* [PROVIDED RECORDS]
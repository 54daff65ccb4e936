use std::sync::Arc;

use crate::analyzer::SkillAnalyzer;
use crate::config::Config;

/// Shared application state injected into all route handlers via Axum extractors.
#[derive(Clone)]
pub struct AppState {
    pub config: Config,
    /// Pluggable analyzer. `LlmAnalyzer` when an API key is configured, else `HeuristicAnalyzer`.
    pub analyzer: Arc<dyn SkillAnalyzer>,
}
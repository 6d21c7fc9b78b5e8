use utoipa::OpenApi;

#[derive(OpenApi)]
#[openapi(
    info(
        title = "Trip Reports API",
        version = "1.0.0",
        description = "API documentation for the Trip Reports Service.\n\n**Features:**\n- Fetch, submit, update, delete and upvote trip reports\n- Two report kinds per user: text reports and picture reports\n- Health monitoring and metrics\n\nPicture routes (`/picture-trip-reports`) mirror the documented trip routes one for one.",
    ),
    paths(
        // Health & Metrics
        crate::api::health::health_check,
        crate::api::metrics::get_metrics,

        // Trip reports (picture routes are identical apart from the path)
        crate::api::reports::get_trip_reports,
        crate::api::reports::get_trip_report,
        crate::api::reports::submit_trip_report,
        crate::api::reports::upvote_trip_report,
        crate::api::reports::update_trip_report,
        crate::api::reports::delete_trip_report,
    ),
    components(
        schemas(
            crate::api::health::HealthResponse,
            crate::api::metrics::MetricsResponse,
        )
    ),
    tags(
        (name = "Trip Reports", description = "Per-user trip report lists stored in MongoDB. Reads return null for misses; writes return the updated user document."),
        (name = "Health", description = "Health check and system metrics endpoints for monitoring service status."),
    )
)]
pub struct ApiDoc;
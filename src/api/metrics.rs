use actix_web::HttpResponse;
use serde::{Deserialize, Serialize};
use std::sync::atomic::{AtomicU64, Ordering};

static REQUEST_COUNT: AtomicU64 = AtomicU64::new(0);
static ERROR_COUNT: AtomicU64 = AtomicU64::new(0);
static SUBMIT_COUNT: AtomicU64 = AtomicU64::new(0);
static UPVOTE_COUNT: AtomicU64 = AtomicU64::new(0);

pub fn increment_request_count() {
    REQUEST_COUNT.fetch_add(1, Ordering::Relaxed);
}

pub fn increment_error_count() {
    ERROR_COUNT.fetch_add(1, Ordering::Relaxed);
}

pub fn increment_submit_count() {
    SUBMIT_COUNT.fetch_add(1, Ordering::Relaxed);
}

pub fn increment_upvote_count() {
    UPVOTE_COUNT.fetch_add(1, Ordering::Relaxed);
}

#[derive(Serialize, Deserialize, utoipa::ToSchema)]
pub struct MetricsResponse {
    pub http_requests_total: u64,
    pub http_errors_total: u64,
    pub report_submissions_total: u64,
    pub report_upvotes_total: u64,
}

#[utoipa::path(
    get,
    path = "/metrics",
    tag = "Health",
    responses(
        (status = 200, description = "System metrics", body = MetricsResponse)
    )
)]
pub async fn get_metrics() -> HttpResponse {
    let requests = REQUEST_COUNT.load(Ordering::Relaxed);
    let errors = ERROR_COUNT.load(Ordering::Relaxed);
    let submissions = SUBMIT_COUNT.load(Ordering::Relaxed);
    let upvotes = UPVOTE_COUNT.load(Ordering::Relaxed);

    let metrics = format!(
        "# HELP http_requests_total Total number of HTTP requests\n\
         # TYPE http_requests_total counter\n\
         http_requests_total {}\n\
         \n\
         # HELP http_errors_total Total number of HTTP error responses\n\
         # TYPE http_errors_total counter\n\
         http_errors_total {}\n\
         \n\
         # HELP report_submissions_total Total number of submitted trip reports\n\
         # TYPE report_submissions_total counter\n\
         report_submissions_total {}\n\
         \n\
         # HELP report_upvotes_total Total number of report upvotes\n\
         # TYPE report_upvotes_total counter\n\
         report_upvotes_total {}\n",
        requests, errors, submissions, upvotes
    );

    HttpResponse::Ok()
        .content_type("text/plain; version=0.0.4")
        .body(metrics)
}
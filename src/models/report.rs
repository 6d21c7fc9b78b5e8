use mongodb::bson::{Bson, Document};
use serde::{Deserialize, Serialize};

/// Item dentro dos arrays "reports" / "pitchReports" do documento do usuário.
///
/// Apenas `id` e `upvotes` são conhecidos pelo serviço; qualquer outro campo
/// enviado pelo cliente é preservado intacto em `extra`.
#[derive(Debug, Serialize, Deserialize, Clone, utoipa::ToSchema)]
pub struct Report {
    #[serde(deserialize_with = "deserialize_report_id")]
    pub id: String,
    #[serde(default)]
    pub upvotes: i64,
    #[serde(flatten)]
    #[schema(value_type = Object)]
    pub extra: Document,
}

/// Qual dos dois arrays do documento do usuário uma rota opera.
#[derive(Debug, Clone, Copy, PartialEq, Eq)]
pub enum ReportKind {
    Trip,
    Picture,
}

impl ReportKind {
    /// Nome do campo array no documento MongoDB
    pub fn field(&self) -> &'static str {
        match self {
            ReportKind::Trip => "reports",
            ReportKind::Picture => "pitchReports",
        }
    }
}

/// Ids de relato chegam como string, número ou ObjectId dependendo de quem
/// gravou o documento; canonicaliza tudo para String antes de comparar.
fn deserialize_report_id<'de, D>(deserializer: D) -> Result<String, D::Error>
where
    D: serde::Deserializer<'de>,
{
    let bson_value = Bson::deserialize(deserializer)?;
    match bson_value {
        Bson::String(s) => Ok(s),
        Bson::Int32(n) => Ok(n.to_string()),
        Bson::Int64(n) => Ok(n.to_string()),
        Bson::Double(n) if n.is_finite() && n.fract() == 0.0 => Ok((n as i64).to_string()),
        Bson::Double(n) => Ok(n.to_string()),
        Bson::ObjectId(oid) => Ok(oid.to_hex()),
        _ => Err(serde::de::Error::custom(
            "Expected string, number or ObjectId report id",
        )),
    }
}
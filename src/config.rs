use std::env;

/// Configuração do processo, montada uma vez no startup.
///
/// Nenhuma variável é obrigatória: os defaults apontam para um MongoDB
/// local e a porta 8000, então o serviço sobe sem .env nenhum.
#[derive(Debug, Clone)]
pub struct Config {
    pub host: String,
    pub port: u16,
    pub database_url: String,
    pub static_dir: String,
}

impl Config {
    pub fn from_env() -> Self {
        Self {
            host: env::var("HOST").unwrap_or_else(|_| "0.0.0.0".to_string()),
            port: env::var("PORT")
                .ok()
                .and_then(|p| p.parse().ok())
                .unwrap_or(8000),
            database_url: env::var("DATABASE_URL")
                .unwrap_or_else(|_| "mongodb://localhost:27017/trips".to_string()),
            static_dir: env::var("STATIC_DIR").unwrap_or_else(|_| "./build".to_string()),
        }
    }

    pub fn bind_addr(&self) -> String {
        format!("{}:{}", self.host, self.port)
    }
}
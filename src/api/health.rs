use crate::database::MongoDB;
use actix_web::{web, HttpResponse, Responder};
use serde::{Deserialize, Serialize};

#[derive(Serialize, Deserialize, utoipa::ToSchema)]
pub struct HealthResponse {
    pub status: String,
    pub service: String,
    pub version: String,
    pub timestamp: i64,
}

#[utoipa::path(
    get,
    path = "/health",
    tag = "Health",
    responses(
        (status = 200, description = "Service is healthy", body = HealthResponse)
    )
)]
pub async fn health_check(db: web::Data<MongoDB>) -> impl Responder {
    let status = if db.health_check().await {
        "healthy"
    } else {
        "degraded"
    };

    HttpResponse::Ok().json(HealthResponse {
        status: status.to_string(),
        service: "trip-reports-service".to_string(),
        version: env!("CARGO_PKG_VERSION").to_string(),
        timestamp: chrono::Utc::now().timestamp(),
    })
}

* [WHAT THE EXERCISE ASKS]
Scan the records for the word "healthy" and copy every line where it is found.

* [TASK RESULT]
        (status = 200, description = "Service is healthy", body = HealthResponse)
        "healthy"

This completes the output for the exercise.